DATA TO USE:
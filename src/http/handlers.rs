use axum::{
    Json,
    extract::{Multipart, State, multipart::MultipartRejection},
};
use serde_json::{Value, json};
use tracing::{debug, info};
use uuid::Uuid;

use crate::config::{DEFAULT_BACKGROUND, DEFAULT_MODEL};
use crate::{BridgeError, ProcessingOptions};

use super::dto::{RemoveBgForm, RemoveBgResponse};
use super::error_mapper::HttpError;
use super::state::AppState;
use super::upload_store::{StoredUpload, UploadStore};

/// Multipart field that carries the image.
pub const IMAGE_FIELD: &str = "image";

/// Accept an image upload, run the tool on it and return the public output URLs.
///
/// The stored upload is deleted when validation or the tool fails, so rejected files are never
/// served from the uploads directory.
///
/// A body that is not multipart at all carries no image, so it is reported the same way as a
/// missing `image` field.
pub async fn remove_bg(
    State(state): State<AppState>,
    multipart: Result<Multipart, MultipartRejection>,
) -> Result<Json<RemoveBgResponse>, HttpError> {
    let mut multipart = multipart.map_err(|rejection| {
        debug!(%rejection, "Request body is not multipart");
        missing_image()
    })?;
    let id = Uuid::new_v4();
    let mut form = RemoveBgForm::default();
    let mut upload: Option<StoredUpload> = None;

    let parsed: Result<(), HttpError> = async {
        while let Some(field) = multipart.next_field().await? {
            let Some(name) = field.name().map(str::to_string) else {
                continue;
            };
            match name.as_str() {
                IMAGE_FIELD if field.file_name().is_some() && upload.is_none() => {
                    upload = Some(state.uploads.save_field(id, field).await?);
                }
                "background" => form.background = Some(field.text().await?),
                "enhance" => form.enhance = Some(field.text().await?),
                "vector" => form.vector = Some(field.text().await?),
                "model" => form.model = Some(field.text().await?),
                _ => {}
            }
        }
        Ok(())
    }
    .await;

    if let Err(err) = parsed {
        if let Some(upload) = &upload {
            state.uploads.discard(upload).await;
        }
        return Err(err);
    }

    let upload = upload.ok_or_else(missing_image)?;
    info!(request_id = %id, upload = %upload.path.display(), size = upload.size, "Received upload");

    let options = options_from_form(form);
    let output_name = UploadStore::output_name(id);
    let output_path = state.uploads.dir().join(&output_name);

    let result = match state
        .remover
        .remove(&upload.path, &output_path, &options)
        .await
    {
        Ok(result) => result,
        Err(err) => {
            state.uploads.discard(&upload).await;
            return Err(err.into());
        }
    };

    let svg_url = options
        .vector
        .then(|| state.uploads.url_for(&UploadStore::vector_name(id)));

    Ok(Json(RemoveBgResponse {
        result,
        output_url: state.uploads.url_for(&output_name),
        svg_url,
    }))
}

fn missing_image() -> HttpError {
    HttpError::Core(BridgeError::MissingInput {
        field: IMAGE_FIELD.to_string(),
    })
}

/// Fallback for any method other than `POST` on the remove-bg route.
pub async fn method_not_allowed() -> HttpError {
    HttpError::MethodNotAllowed
}

pub async fn health_check() -> Json<Value> {
    Json(json!({ "ok": true }))
}

/// Absent or empty text fields fall back to the standard gradient and model; flags are on
/// only for the literal string `"true"`.
fn options_from_form(form: RemoveBgForm) -> ProcessingOptions {
    let non_empty = |value: Option<String>| value.filter(|v| !v.is_empty());
    ProcessingOptions {
        background: Some(
            non_empty(form.background).unwrap_or_else(|| DEFAULT_BACKGROUND.to_string()),
        ),
        enhance: form.enhance.as_deref() == Some("true"),
        vector: form.vector.as_deref() == Some("true"),
        model: Some(non_empty(form.model).unwrap_or_else(|| DEFAULT_MODEL.to_string())),
    }
}
mod remove;
mod serve;
mod utils;

use bg_remover::{AppConfig, BridgeResult};

use crate::cli::{Cli, Commands};

/// The main function to run the command based on CLI input.
pub async fn run(cli: Cli, config: AppConfig) -> BridgeResult<()> {
    let Cli { command, .. } = cli;
    dispatch(command, config).await
}

/// Dispatch the command to the appropriate handler.
async fn dispatch(command: Commands, config: AppConfig) -> BridgeResult<()> {
    match command {
        Commands::Remove(cmd) => remove::run(&config, cmd).await,
        Commands::Serve(cmd) => serve::run(config, cmd).await,
    }
}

TASK TO CARRY OUT:
Select every line in the records above that contains the word "ProcessingOptions".

WRITTEN SOLUTION:
use crate::{BridgeError, ProcessingOptions};
fn options_from_form(form: RemoveBgForm) -> ProcessingOptions {
    ProcessingOptions {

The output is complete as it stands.